La différenciation est donc très claire. Parmi les oiseaux de proie que Darwin observa en Amérique australe, il distingue très nettement le Milvago (Polyborus) chimango du Milvago leucurus (Polyborus Novæ Zelandiæ). Il n'en reste pas moins à retrouver le nom binominal actuel de ce Falconidé ! Revenons quelque peu sur les notes taxonomiques de Gould, qui répertoriait pas moins de quatre noms binominaux pour cette espèce : Falco leucurus, Falco (Polyborus) Novæ Zelandiæ, Falco australis et Circaëtus antarcticus. Sur le site web Avibase, nous avons une occurrence pour le protonyme Falco australis, désormais remplacé par le nom binominal Phalcoboenus australis. Nous tenons enfin notre oiseau ! Il s'agit donc du Caracara austral (Phalcoboenus australis) [Lien Oiseaux.net].

Revenons quelque peu sur ce remarquable Falconidé, charognard et opportuniste, que Darwin décrivait comme fort abondant et particulièrement téméraires face aux humains :

« Ils se nourrissent de cadavres et d’animaux marins ; sur les rochers de Ramirez ils doivent même demander toute leur nourriture à la mer. Extrêmement hardis, ils fréquentent le voisinage des maisons pour s’emparer de tout ce que l’on peut jeter au dehors. Dès qu’un chasseur tue un animal, ils se rassemblent autour de lui en grand nombre pour se précipiter sur ce que l’homme pourra abandonner et attendent patiemment, pendant des heures s’il le faut. Dès qu’ils se sont gorgés, leur jabot dénudé se gonfle, ce qui leur donne un aspect dégoûtant. Ils attaquent volontiers les oiseaux blessés ; un cormoran blessé, étant venu se reposer sur la côte, fut immédiatement entouré par plusieurs de ces oiseaux qui achevèrent de le tuer à coups de bec […] Ces oiseaux sont fort curieux et par cela seul aussi fort désagréables ; ils ramassent tout ce qui peut se trouver sur le sol ; ils transportèrent à un mille de distance un grand chapeau en toile cirée, ils enlevèrent aussi une paire des boules fort lourdes dont on se sert pour prendre le bétail […] Fort bruyants, ils poussent plusieurs cris aigus ; un de ces cris ressemble à celui du grolle anglais, aussi les pêcheurs de phoque leur ont-ils donné le nom de grolle » Charles Darwin, Voyage d'un naturaliste autour du monde.

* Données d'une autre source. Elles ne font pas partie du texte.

//! Service startup helpers

use crate::logging::{self, LogConfig, LoggingConfig};
use tracing::info;

/// Service metadata for startup
#[derive(Debug, Clone)]
pub struct ServiceInfo {
    /// Service name (e.g., "feedsrv")
    pub name: String,
    pub version: String,
    pub description: String,
    pub default_port: u16,
}

impl ServiceInfo {
    /// `version` is normally `env!("CARGO_PKG_VERSION")` of the binary crate
    pub fn new(
        name: impl Into<String>,
        version: impl Into<String>,
        description: impl Into<String>,
        default_port: u16,
    ) -> Self {
        Self {
            name: name.into(),
            version: version.into(),
            description: description.into(),
            default_port,
        }
    }
}

/// Log a short startup banner
pub fn print_startup_banner(service: &ServiceInfo) {
    info!("==============================================");
    info!(" {} v{}", service.name.to_uppercase(), service.version);
    info!(" {}", service.description);
    info!(" Default Port: {}", service.default_port);
    info!("==============================================");
}

/// Initialize logging for a service from its `logging` config section
pub fn init_logging(service: &ServiceInfo, section: &LoggingConfig) -> anyhow::Result<()> {
    let config = LogConfig::from_section(service.name.clone(), section);
    logging::init_with_config(config).map_err(|e| anyhow::anyhow!("{}", e))?;
    Ok(())
}
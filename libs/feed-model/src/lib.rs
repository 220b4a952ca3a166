//! Feed Model Library
//!
//! Domain types shared by the price-feed store and its service layer.
//! Pure data and validation, no locking or IO.
//!
//! # Modules
//!
//! - `address`: 20-byte caller/account identifiers
//! - `asset`: fixed-width asset keys derived from names such as `"asset0"`
//! - `types`: roles, feed kinds and post modes
//! - `records`: price/deviation/median records, post reports, reference data
//! - `events`: notifications emitted for every committed change
//! - `validation`: batch-level input checks
//!
//! # Example
//!
//! ```
//! use feed_model::{AssetKey, PriceData};
//!
//! let key = AssetKey::from_name("BTC").unwrap();
//! let record = PriceData::new(key, 19_343_340_000_000, 1, 1_700_000_000);
//! assert_eq!(record.asset_name.to_string(), "BTC");
//! ```

pub mod address;
pub mod asset;
pub mod events;
pub mod records;
pub mod types;
pub mod validation;

// Re-exports for convenience
pub use address::Address;
pub use asset::AssetKey;
pub use events::{EventEnvelope, FeedEvent};
pub use records::{
    FeedEntry, MedianData, PostReport, PriceData, ReferenceData, RejectReason, RejectedRecord,
};
pub use types::{FeedKind, PostMode, Role};
pub use validation::{validate_batch_len, validate_median_batch};
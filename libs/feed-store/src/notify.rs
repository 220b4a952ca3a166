//! Event fan-out
//!
//! Events are emitted while the store's write lock is held, so sequence
//! numbers follow commit order.

use feed_model::{EventEnvelope, FeedEvent};
use std::sync::atomic::{AtomicU64, Ordering};
use std::sync::Arc;
use tokio::sync::broadcast;
use tracing::debug;

use crate::time::TimeProvider;

/// Buffered events per subscriber before the slowest one starts lagging
pub const DEFAULT_EVENT_CAPACITY: usize = 1024;

pub struct EventNotifier {
    sender: broadcast::Sender<EventEnvelope>,
    sequence: AtomicU64,
    clock: Arc<dyn TimeProvider>,
}

impl EventNotifier {
    pub fn new(capacity: usize, clock: Arc<dyn TimeProvider>) -> Self {
        let (sender, _) = broadcast::channel(capacity.max(1));
        Self {
            sender,
            sequence: AtomicU64::new(0),
            clock,
        }
    }

    pub fn subscribe(&self) -> broadcast::Receiver<EventEnvelope> {
        self.sender.subscribe()
    }

    pub fn subscriber_count(&self) -> usize {
        self.sender.receiver_count()
    }

    /// Sequence number of the most recent event, 0 if none yet
    pub fn last_sequence(&self) -> u64 {
        self.sequence.load(Ordering::SeqCst)
    }

    /// Stamp, log and broadcast one event
    pub fn emit(&self, event: FeedEvent) -> EventEnvelope {
        let envelope = EventEnvelope {
            sequence: self.sequence.fetch_add(1, Ordering::SeqCst) + 1,
            timestamp_ms: self.clock.now_millis(),
            event,
        };
        debug!(
            sequence = envelope.sequence,
            event = envelope.event.name(),
            "Event emitted"
        );
        // No subscribers is not an error
        let _ = self.sender.send(envelope.clone());
        envelope
    }
}

impl std::fmt::Debug for EventNotifier {
    fn fmt(&self, f: &mut std::fmt::Formatter<'_>) -> std::fmt::Result {
        f.debug_struct("EventNotifier")
            .field("sequence", &self.last_sequence())
            .field("subscribers", &self.subscriber_count())
            .finish()
    }
}
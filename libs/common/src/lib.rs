//! Common plumbing shared by feed services
//!
//! - `logging`: tracing subscriber setup with bracketed console output and
//!   optional daily-rolling files
//! - `config_loader`: figment stack of defaults, YAML and environment
//! - `api_types`: success/error response envelopes
//! - `shutdown`: signal and trigger based graceful shutdown
//! - `service_bootstrap`: service metadata, banner, logging init

pub mod api_types;
pub mod config_loader;
pub mod logging;
pub mod service_bootstrap;
pub mod shutdown;

pub use api_types::{Ack, ErrorResponse, SuccessResponse};
pub use config_loader::{extract, layered_figment, ConfigFile};
pub use logging::{LogConfig, LoggingConfig};
pub use service_bootstrap::{init_logging, print_startup_banner, ServiceInfo};
pub use shutdown::{shutdown_channel, ShutdownSignal, ShutdownTrigger};
//! Notifications emitted for every committed change

use serde::{Deserialize, Serialize};

use crate::address::Address;
use crate::records::{MedianData, PriceData};
use crate::types::{FeedKind, Role};

/// A single committed change to the store
#[derive(Debug, Clone, PartialEq, Eq, Serialize, Deserialize)]
#[serde(tag = "type", rename_all = "snake_case")]
pub enum FeedEvent {
    RoleGranted {
        role: Role,
        account: Address,
        sender: Address,
    },
    RoleRevoked {
        role: Role,
        account: Address,
        sender: Address,
    },
    OwnershipTransferStarted {
        previous_owner: Address,
        new_owner: Address,
    },
    OwnershipTransferred {
        previous_owner: Address,
        new_owner: Address,
    },
    WhitelistStatusChanged {
        enabled: bool,
    },
    MedianStatusChanged {
        disabled: bool,
    },
    AddressWhitelisted {
        account: Address,
    },
    AddressRemovedFromWhitelist {
        account: Address,
    },
    PricePosted {
        record: PriceData,
    },
    DeviationPosted {
        record: PriceData,
    },
    MedianPosted {
        record: MedianData,
    },
}

impl FeedEvent {
    /// Feed touched by this event, `None` for administrative events
    pub fn feed_kind(&self) -> Option<FeedKind> {
        match self {
            FeedEvent::PricePosted { .. } => Some(FeedKind::Price),
            FeedEvent::DeviationPosted { .. } => Some(FeedKind::Deviation),
            FeedEvent::MedianPosted { .. } => Some(FeedKind::Median),
            _ => None,
        }
    }

    pub fn name(&self) -> &'static str {
        match self {
            FeedEvent::RoleGranted { .. } => "role_granted",
            FeedEvent::RoleRevoked { .. } => "role_revoked",
            FeedEvent::OwnershipTransferStarted { .. } => "ownership_transfer_started",
            FeedEvent::OwnershipTransferred { .. } => "ownership_transferred",
            FeedEvent::WhitelistStatusChanged { .. } => "whitelist_status_changed",
            FeedEvent::MedianStatusChanged { .. } => "median_status_changed",
            FeedEvent::AddressWhitelisted { .. } => "address_whitelisted",
            FeedEvent::AddressRemovedFromWhitelist { .. } => "address_removed_from_whitelist",
            FeedEvent::PricePosted { .. } => "price_posted",
            FeedEvent::DeviationPosted { .. } => "deviation_posted",
            FeedEvent::MedianPosted { .. } => "median_posted",
        }
    }
}

/// Event stamped with the store clock at commit time
#[derive(Debug, Clone, PartialEq, Eq, Serialize, Deserialize)]
pub struct EventEnvelope {
    /// Monotonic per-store sequence number, starting at 1
    pub sequence: u64,
    pub timestamp_ms: i64,
    #[serde(flatten)]
    pub event: FeedEvent,
}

Notons que les différentes informations fournies par Darwin au sujet du comportement de ce rapace sont confirmées par les différentes pages web consacrées à cet espèce. Sa hardiesse n'a d'égale que son intelligence, considérée particulièrement développée chez ce rapace. A tel point que certains ornithologues le considèrent comme l'espèce la plus intelligente de sa famille ! Il n'en demeure pas moins que le Caracaras austral, capable d'utiliser des outils pour résoudre des problèmes, est considérée de nos jours comme un modèle d'étude pertinent en cognition aviaire (Harrington et al., 2023). Mais le Johnny Rook des Falkland s'attira une si mauvaise réputation que le "démon volant" manqua de disparaître de l'archipel. Classé nuisible en 1908 à cause des dégâts qu'il provoquait sur le cheptel ovin, il fut chassé sans relâche, prime à la clé ! Heureusement, le Caracara austral bénéficie depuis 1964 de mesures de protection.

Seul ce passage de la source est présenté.